Ma, al di là dei verdetti e visto che parliamo di scuola,
bisognerebbe interrogarsi su come una delle radici culturali della nostra
civiltà (italiana ed europea), nonché simbolo della fratellanza universale
possa essere divisivo o far sentire altre culture nelle condizioni di non
potersi liberamente esprimere.
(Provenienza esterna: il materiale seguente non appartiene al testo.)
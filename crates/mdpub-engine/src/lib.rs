//! Markdown/MDX extraction, structuring and versioning.
//!
//! A raw document flows through [`frontmatter`] splitting, tokenization and
//! [`parsing`] into blocks, [`assembly`] into a section tree, and ends up as
//! a [`DocumentModel`]. The [`VersionTracker`] records changed documents in a
//! [`Repository`], and the [`Exporter`] writes canonical text plus a JSON
//! sidecar.

pub mod assembly;
pub mod error;
pub mod export;
pub mod extract;
pub mod frontmatter;
pub mod hashing;
pub mod io;
pub mod models;
pub mod parsing;
pub mod pipeline;
pub mod repository;
pub mod slug;
pub mod versioning;

#[cfg(test)]
pub mod tests;

// Re-export key types for easier usage
pub use assembly::{TreeAssembler, assemble};
pub use error::{
    AssemblyError, DiffError, ExportError, ExtractError, ExtractionWarning, ReconcileError,
    RepositoryError,
};
pub use export::{DemoteStyle, ExportedPaths, Exporter, OutputFormat, Rendered};
pub use extract::{ExtractOptions, Extractor, extract};
pub use frontmatter::{Frontmatter, extract_frontmatter};
pub use hashing::{fingerprint, normalize};
pub use io::{IoError, SourceSet, discover_sources};
pub use models::*;
pub use parsing::{ParserPreset, PulldownTokenSource, TokenSource};
pub use pipeline::{BatchReport, DocumentReport, Pipeline, PipelineOptions, Status};
pub use repository::{FileRepository, MemoryRepository, Repository};
pub use slug::slugify;
pub use versioning::{DiffEngine, DiffSummary, VersionTracker};
//! Durable version history, behind the [`Repository`] capability trait.
//!
//! Every implementation must make `create` an identity-scoped
//! compare-and-append: a version is only accepted when its number is exactly
//! one past the stored latest. Concurrent reconciles of the same document
//! therefore cannot produce duplicate or skipped version numbers; the loser
//! gets [`RepositoryError::Conflict`] and retries from a fresh read.

mod file;
mod memory;

pub use file::FileRepository;
pub use memory::MemoryRepository;

use crate::error::RepositoryError;
use crate::models::DocumentVersion;

pub trait Repository: Send + Sync {
    /// Most recent version for `identity`, if any.
    fn latest_version(&self, identity: &str) -> Result<Option<DocumentVersion>, RepositoryError>;

    /// Append `version` for `identity`.
    fn create(&self, identity: &str, version: DocumentVersion) -> Result<(), RepositoryError>;

    /// All versions for `identity`, oldest first.
    fn history(&self, identity: &str) -> Result<Vec<DocumentVersion>, RepositoryError>;

    /// Known identities, sorted.
    fn identities(&self) -> Result<Vec<String>, RepositoryError>;

    /// A single version by number.
    fn version(
        &self,
        identity: &str,
        version_number: u32,
    ) -> Result<Option<DocumentVersion>, RepositoryError> {
        Ok(self
            .history(identity)?
            .into_iter()
            .find(|v| v.version_number == version_number))
    }
}

/// Check that `version` may follow `latest`.
pub(crate) fn check_append(
    identity: &str,
    latest: Option<&DocumentVersion>,
    version: &DocumentVersion,
) -> Result<(), RepositoryError> {
    let expected = latest.map_or(1, |v| v.version_number + 1);
    let id_matches = latest.is_none_or(|v| v.document_id == version.document_id);
    if version.version_number != expected || !id_matches {
        return Err(RepositoryError::Conflict {
            identity: identity.to_string(),
            attempted: version.version_number,
            latest: latest.map_or(0, |v| v.version_number),
        });
    }
    Ok(())
}

/// Behaviour every backend must share; run against each implementation.
#[cfg(test)]
pub(crate) mod contract {
    use super::*;

    pub fn append_and_read_back(repo: &dyn Repository) {
        assert!(repo.latest_version("a.md").unwrap().is_none());
        assert!(repo.history("a.md").unwrap().is_empty());

        let v1 = DocumentVersion::first("h1", "body 1");
        repo.create("a.md", v1.clone()).unwrap();
        let v2 = v1.next("h2", "body 2");
        repo.create("a.md", v2.clone()).unwrap();

        assert_eq!(repo.latest_version("a.md").unwrap(), Some(v2.clone()));
        assert_eq!(repo.history("a.md").unwrap(), vec![v1.clone(), v2]);
        assert_eq!(repo.version("a.md", 1).unwrap(), Some(v1));
        assert_eq!(repo.version("a.md", 9).unwrap(), None);
    }

    pub fn rejects_gaps_and_duplicates(repo: &dyn Repository) {
        let v1 = DocumentVersion::first("h1", "body");
        repo.create("a.md", v1.clone()).unwrap();

        let duplicate = repo.create("a.md", DocumentVersion::first("h2", "other"));
        assert!(matches!(
            duplicate,
            Err(RepositoryError::Conflict {
                attempted: 1,
                latest: 1,
                ..
            })
        ));

        let mut gap = v1.next("h3", "skip");
        gap.version_number = 3;
        assert!(matches!(
            repo.create("a.md", gap),
            Err(RepositoryError::Conflict { .. })
        ));
        assert_eq!(repo.history("a.md").unwrap().len(), 1);
    }

    pub fn lists_identities_sorted(repo: &dyn Repository) {
        repo.create("z/last.md", DocumentVersion::first("h", "b")).unwrap();
        repo.create("a/first.md", DocumentVersion::first("h", "b")).unwrap();

        assert_eq!(repo.identities().unwrap(), vec!["a/first.md", "z/last.md"]);
    }
}
impl Exporter {
    pub fn new(format: OutputFormat, demote_style: DemoteStyle) -> Self {
        Self {
            format,
            demote_style,
        }
    }

    pub fn format(&self) -> OutputFormat {
        self.format
    }

    /// Full artifacts for `model`. The document id and version list come
    /// from its stored history, which may be empty.
    pub fn render(
        &self,
        model: &DocumentModel,
        versions: &[DocumentVersion],
    ) -> Result<Rendered, ExportError> {
        let doc_id = versions.last().map(|v| v.document_id);
        Ok(Rendered {
            text: self.render_text(model, doc_id)?,
            json: self.sidecar(model, versions)?,
        })
    }

    /// Metadata block followed by the body.
    pub fn render_text(
        &self,
        model: &DocumentModel,
        doc_id: Option<Uuid>,
    ) -> Result<String, ExportError> {
        let merged = self.merged_frontmatter(model, doc_id)?;
        let yaml = serde_yaml::to_string(&merged)?;
        let body = self.render_body(model);

        let mut text = format!("---\n{yaml}---\n");
        if !body.is_empty() {
            text.push('\n');
            text.push_str(&body);
        }
        Ok(text)
    }

    /// Source frontmatter (sorted) followed by the derived fields.
    pub fn merged_frontmatter(
        &self,
        model: &DocumentModel,
        doc_id: Option<Uuid>,
    ) -> Result<serde_yaml::Mapping, ExportError> {
        let mut merged = serde_yaml::Mapping::new();
        for (key, value) in model.frontmatter().iter() {
            if !DERIVED_KEYS.contains(&key.as_str()) {
                merged.insert(key.as_str().into(), serde_yaml::to_value(value)?);
            }
        }

        merged.insert("slug".into(), model.slug().into());
        if let Some(id) = doc_id {
            merged.insert("doc_id".into(), id.to_string().into());
        }
        merged.insert("hash".into(), model.hash().into());
        let tags = model.tags();
        if !tags.is_empty() {
            merged.insert("tags".into(), serde_yaml::to_value(&tags)?);
        }
        Ok(merged)
    }

    /// Pretty JSON sidecar with a fixed key order.
    pub fn sidecar(
        &self,
        model: &DocumentModel,
        versions: &[DocumentVersion],
    ) -> Result<String, ExportError> {
        let sidecar = Sidecar {
            slug: model.slug(),
            doc_id: versions.last().map(|v| v.document_id),
            hash: model.hash(),
            frontmatter: model.frontmatter(),
            blocks: model.root(),
            metrics: model.metrics(),
            versions: versions
                .iter()
                .map(|v| VersionEntry {
                    version_number: v.version_number,
                    hash: v.hash.clone(),
                    created_at: v.created_at,
                })
                .collect(),
        };
        Ok(serde_json::to_string_pretty(&sidecar)?)
    }

    /// The section tree as canonical markdown, without frontmatter. This is
    /// the snapshot stored on each version.
    pub fn render_body(&self, model: &DocumentModel) -> String {
        self.render_tree(model.root())
    }

    pub fn render_tree(&self, tree: &SectionTree) -> String {
        let mut chunks = Vec::new();
        for (_, section) in tree.iter() {
            if let Some(heading) = &section.heading {
                chunks.push(heading_line(section.level, heading.text().unwrap_or_default()));
            }
            self.render_blocks(&section.blocks, &mut chunks);
        }

        if chunks.is_empty() {
            return String::new();
        }
        let mut body = chunks.join("\n\n");
        body.push('\n');
        body
    }

    /// Output paths relative to the export root: the source's parent
    /// directory plus `<slug>.<ext>` and `<slug>.json`.
    pub fn artifact_paths(&self, model: &DocumentModel) -> (RelativePathBuf, RelativePathBuf) {
        let dir = model
            .path()
            .parent()
            .map(|p| p.to_relative_path_buf())
            .unwrap_or_else(RelativePathBuf::new);
        (
            dir.join(format!("{}.{}", model.slug(), self.format.extension())),
            dir.join(format!("{}.json", model.slug())),
        )
    }

    /// Render and write both artifacts under `out_dir`.
    pub fn write(
        &self,
        model: &DocumentModel,
        versions: &[DocumentVersion],
        out_dir: &Path,
    ) -> Result<ExportedPaths, ExportError> {
        let rendered = self.render(model, versions)?;
        let (document, sidecar) = self.artifact_paths(model);

        io::write_file(&document, out_dir, &rendered.text)?;
        io::write_file(&sidecar, out_dir, &rendered.json)?;
        log::debug!("exported {} to {}", model.path(), out_dir.display());

        Ok(ExportedPaths {
            document: document.to_path(out_dir),
            sidecar: sidecar.to_path(out_dir),
        })
    }

    /// Latest version number recorded by the artifacts already under
    /// `out_dir`, or `None` when either file is missing or unreadable.
    ///
    /// The sidecar is written last, so a version it records was exported in
    /// full.
    pub fn exported_version(&self, model: &DocumentModel, out_dir: &Path) -> Option<u32> {
        let (document, sidecar) = self.artifact_paths(model);
        if !document.to_path(out_dir).is_file() {
            return None;
        }
        let json = io::read_file(&sidecar, out_dir).ok()?;
        let written: WrittenSidecar = serde_json::from_str(&json).ok()?;
        written.versions.iter().map(|v| v.version_number).max()
    }

    fn render_blocks(&self, blocks: &[Block], chunks: &mut Vec<String>) {
        let mut rest = blocks;
        while let Some(first) = rest.first() {
            if let BlockContent::List { number } = first.content {
                // Consecutive items with the same marker kind form one list.
                let len = rest
                    .iter()
                    .take_while(|b| {
                        matches!(b.content, BlockContent::List { number: n } if n.is_some() == number.is_some())
                    })
                    .count();
                chunks.push(self.render_list(&rest[..len], number));
                rest = &rest[len..];
            } else {
                chunks.push(self.render_block(first));
                rest = &rest[1..];
            }
        }
    }

    fn render_list(&self, items: &[Block], start: Option<u64>) -> String {
        let mut lines = Vec::new();
        for (idx, item) in items.iter().enumerate() {
            let marker = match start {
                Some(start) => format!("{}. ", start + idx as u64),
                None => "- ".to_string(),
            };

            let mut children = Vec::new();
            self.render_blocks(&item.children, &mut children);
            let content = children.join("\n\n");
            if content.is_empty() {
                lines.push(marker.trim_end().to_string());
                continue;
            }

            let indent = " ".repeat(marker.len());
            for (n, line) in content.lines().enumerate() {
                lines.push(if n == 0 {
                    format!("{marker}{line}")
                } else if line.is_empty() {
                    String::new()
                } else {
                    format!("{indent}{line}")
                });
            }
        }
        lines.join("\n")
    }

    fn render_block(&self, block: &Block) -> String {
        match &block.content {
            BlockContent::Heading { text } => match self.demote_style {
                DemoteStyle::Heading => heading_line(block.depth, text),
                DemoteStyle::Bold => format!("**{text}**"),
            },
            BlockContent::Paragraph { text } => text.clone(),
            BlockContent::Code { language, body } => code_fence(language, body),
            BlockContent::List { number } => {
                self.render_list(std::slice::from_ref(block), *number)
            }
            BlockContent::Image { src, alt, title } => {
                format!("![{}]({})", escape(alt), destination(src, title))
            }
            BlockContent::Table { header, rows } => table(header, rows),
        }
    }
}
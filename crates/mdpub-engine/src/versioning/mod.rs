//! Change detection against stored history.

pub mod diff;

use std::thread;
use std::time::Duration;

pub use diff::{DEFAULT_CONTEXT, DiffEngine, DiffSummary};

use crate::error::ReconcileError;
use crate::export::Exporter;
use crate::models::{DocumentModel, DocumentVersion, Outcome};
use crate::repository::Repository;

/// Decides whether an extracted document is new, unchanged or updated, and
/// records new versions.
#[derive(Debug, Clone, Copy, Default)]
pub struct VersionTracker {
    exporter: Exporter,
}

impl VersionTracker {
    /// `exporter` renders the body snapshot stored on each version.
    pub fn new(exporter: Exporter) -> Self {
        Self { exporter }
    }

    /// Compare `model` with the latest stored version and append a new one
    /// when the hash differs.
    ///
    /// The append is a compare-and-append, so a concurrent writer for the
    /// same identity surfaces as a retryable [`ReconcileError::Conflict`]
    /// instead of a duplicate version.
    pub fn reconcile(
        &self,
        model: &DocumentModel,
        repo: &dyn Repository,
    ) -> Result<Outcome, ReconcileError> {
        let identity = model.identity();
        let latest = repo.latest_version(identity)?;

        let outcome = match latest {
            None => {
                let first = DocumentVersion::first(model.hash(), self.exporter.render_body(model));
                let document_id = first.document_id;
                repo.create(identity, first)?;
                log::info!("{identity}: created v1 ({document_id})");
                Outcome::Created
            }
            Some(latest) if latest.hash == model.hash() => Outcome::Unchanged,
            Some(latest) => {
                let next = latest.next(model.hash(), self.exporter.render_body(model));
                let number = next.version_number;
                repo.create(identity, next)?;
                log::info!("{identity}: updated to v{number}");
                Outcome::Updated(number)
            }
        };
        log::debug!("reconciled {identity}: {outcome}");
        Ok(outcome)
    }

    /// [`reconcile`](Self::reconcile), re-running retryable failures up to
    /// `retries` more times.
    pub fn reconcile_with_retry(
        &self,
        model: &DocumentModel,
        repo: &dyn Repository,
        retries: u32,
    ) -> Result<Outcome, ReconcileError> {
        retry(model.identity(), retries, || self.reconcile(model, repo))
    }

    /// Promote the snapshot of `version_number` to a new latest version.
    ///
    /// Reverting to content equal to the latest is a no-op.
    pub fn revert(
        &self,
        identity: &str,
        version_number: u32,
        repo: &dyn Repository,
    ) -> Result<Outcome, ReconcileError> {
        let target = repo
            .version(identity, version_number)?
            .ok_or_else(|| ReconcileError::VersionNotFound {
                identity: identity.to_string(),
                version: version_number,
            })?;
        let latest = repo
            .latest_version(identity)?
            .ok_or_else(|| ReconcileError::VersionNotFound {
                identity: identity.to_string(),
                version: version_number,
            })?;

        if latest.hash == target.hash {
            log::debug!("{identity}: v{version_number} is already current");
            return Ok(Outcome::Unchanged);
        }

        let mut next = latest.next(target.hash, String::new());
        next.rendered_body = target.rendered_body;
        let number = next.version_number;
        repo.create(identity, next)?;
        log::info!("{identity}: reverted to v{version_number} as v{number}");
        Ok(Outcome::Updated(number))
    }
}

fn retry<T>(
    identity: &str,
    retries: u32,
    mut attempt: impl FnMut() -> Result<T, ReconcileError>,
) -> Result<T, ReconcileError> {
    let mut tries = 0;
    loop {
        match attempt() {
            Err(err) if err.is_retryable() && tries < retries => {
                tries += 1;
                log::warn!("{identity}: {err} (retry {tries}/{retries})");
                thread::sleep(Duration::from_millis(5 * u64::from(tries)));
            }
            result => return result,
        }
    }
}

#[cfg(test)]
mod tests {
    use super::*;
    use crate::error::RepositoryError;
    use crate::extract::{ExtractOptions, extract};
    use crate::repository::MemoryRepository;
    use relative_path::RelativePath;
    use std::sync::atomic::{AtomicU32, Ordering};

    fn model(raw: &str) -> DocumentModel {
        extract(RelativePath::new("doc.md"), raw, ExtractOptions::default()).unwrap()
    }

    #[test]
    fn test_first_reconcile_creates_v1() {
        let repo = MemoryRepository::new();
        let tracker = VersionTracker::default();

        let outcome = tracker.reconcile(&model("# Hello\n"), &repo).unwrap();

        assert_eq!(outcome, Outcome::Created);
        let history = repo.history("doc.md").unwrap();
        assert_eq!(history.len(), 1);
        assert_eq!(history[0].rendered_body.as_deref(), Some("# Hello\n"));
    }

    #[test]
    fn test_unchanged_document_is_idempotent() {
        let repo = MemoryRepository::new();
        let tracker = VersionTracker::default();
        tracker.reconcile(&model("# Hello\n"), &repo).unwrap();

        let outcome = tracker.reconcile(&model("# Hello   \n\n"), &repo).unwrap();

        assert_eq!(outcome, Outcome::Unchanged);
        assert_eq!(repo.history("doc.md").unwrap().len(), 1);
    }

    #[test]
    fn test_change_appends_next_version() {
        let repo = MemoryRepository::new();
        let tracker = VersionTracker::default();
        tracker.reconcile(&model("# One\n"), &repo).unwrap();

        let outcome = tracker.reconcile(&model("# Two\n"), &repo).unwrap();

        assert_eq!(outcome, Outcome::Updated(2));
        let history = repo.history("doc.md").unwrap();
        assert_eq!(history[1].document_id, history[0].document_id);
        assert_ne!(history[1].hash, history[0].hash);
    }

    #[test]
    fn test_edit_and_revert_source_returns_to_unchanged() {
        let repo = MemoryRepository::new();
        let tracker = VersionTracker::default();
        let original = model("# Title\n\nBody\n");

        tracker.reconcile(&original, &repo).unwrap();
        tracker.reconcile(&model("# Title\n\nEdited\n"), &repo).unwrap();
        let back = tracker.reconcile(&original, &repo).unwrap();

        assert_eq!(back, Outcome::Updated(3));
        let history = repo.history("doc.md").unwrap();
        assert_eq!(history[0].hash, history[2].hash);
        assert_eq!(tracker.reconcile(&original, &repo).unwrap(), Outcome::Unchanged);
    }

    #[test]
    fn test_revert_promotes_old_snapshot() {
        let repo = MemoryRepository::new();
        let tracker = VersionTracker::default();
        tracker.reconcile(&model("# One\n"), &repo).unwrap();
        tracker.reconcile(&model("# Two\n"), &repo).unwrap();

        let outcome = tracker.revert("doc.md", 1, &repo).unwrap();

        assert_eq!(outcome, Outcome::Updated(3));
        let history = repo.history("doc.md").unwrap();
        assert_eq!(history[2].hash, history[0].hash);
        assert_eq!(history[2].rendered_body, history[0].rendered_body);
        assert_eq!(tracker.revert("doc.md", 3, &repo).unwrap(), Outcome::Unchanged);
        assert_eq!(tracker.reconcile(&model("# One\n"), &repo).unwrap(), Outcome::Unchanged);
    }

    #[test]
    fn test_revert_to_unknown_version() {
        let repo = MemoryRepository::new();
        let err = VersionTracker::default().revert("doc.md", 4, &repo).unwrap_err();
        assert!(matches!(err, ReconcileError::VersionNotFound { version: 4, .. }));
    }

    /// Fails the first `failures` appends with a conflict.
    struct Flaky {
        inner: MemoryRepository,
        failures: AtomicU32,
    }

    impl Repository for Flaky {
        fn latest_version(&self, identity: &str) -> Result<Option<DocumentVersion>, RepositoryError> {
            self.inner.latest_version(identity)
        }

        fn create(&self, identity: &str, version: DocumentVersion) -> Result<(), RepositoryError> {
            if self.failures.load(Ordering::SeqCst) > 0 {
                self.failures.fetch_sub(1, Ordering::SeqCst);
                return Err(RepositoryError::Conflict {
                    identity: identity.to_string(),
                    attempted: version.version_number,
                    latest: version.version_number,
                });
            }
            self.inner.create(identity, version)
        }

        fn history(&self, identity: &str) -> Result<Vec<DocumentVersion>, RepositoryError> {
            self.inner.history(identity)
        }

        fn identities(&self) -> Result<Vec<String>, RepositoryError> {
            self.inner.identities()
        }
    }

    #[test]
    fn test_conflicts_are_retried() {
        let repo = Flaky {
            inner: MemoryRepository::new(),
            failures: AtomicU32::new(2),
        };

        let outcome = VersionTracker::default()
            .reconcile_with_retry(&model("# A\n"), &repo, 3)
            .unwrap();

        assert_eq!(outcome, Outcome::Created);
    }

    #[test]
    fn test_retries_are_bounded() {
        let repo = Flaky {
            inner: MemoryRepository::new(),
            failures: AtomicU32::new(5),
        };

        let err = VersionTracker::default()
            .reconcile_with_retry(&model("# A\n"), &repo, 1)
            .unwrap_err();

        assert!(err.is_retryable());
        assert!(repo.history("doc.md").unwrap().is_empty());
    }
}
La risposta è semplice: in nessun modo.
Con una
postilla: a riaprire certe 'pratiche' si rischia soltanto di dare fiato proprio
a coloro che quel simbolo di sconfinato amore e di pace vorrebbero usare,
impropriamente, a guisa di randello.
Nella sentenza
n. 556, il Consiglio di Stato afferma che il crocifisso deve restare nelle aule
scolastiche non perché sia un “suppellettile” o un “oggetto di culto”, ma
perché “è un simbolo idoneo ad esprimere l’elevato fondamento dei valori
civili” (tolleranza, rispetto reciproco, valorizzazione della persona,
affermazione dei suoi diritti, etc…) che hanno un’origine religiosa, ma “che
sono poi i valori che delineano la laicità nell’attuale ordinamento dello
Stato”.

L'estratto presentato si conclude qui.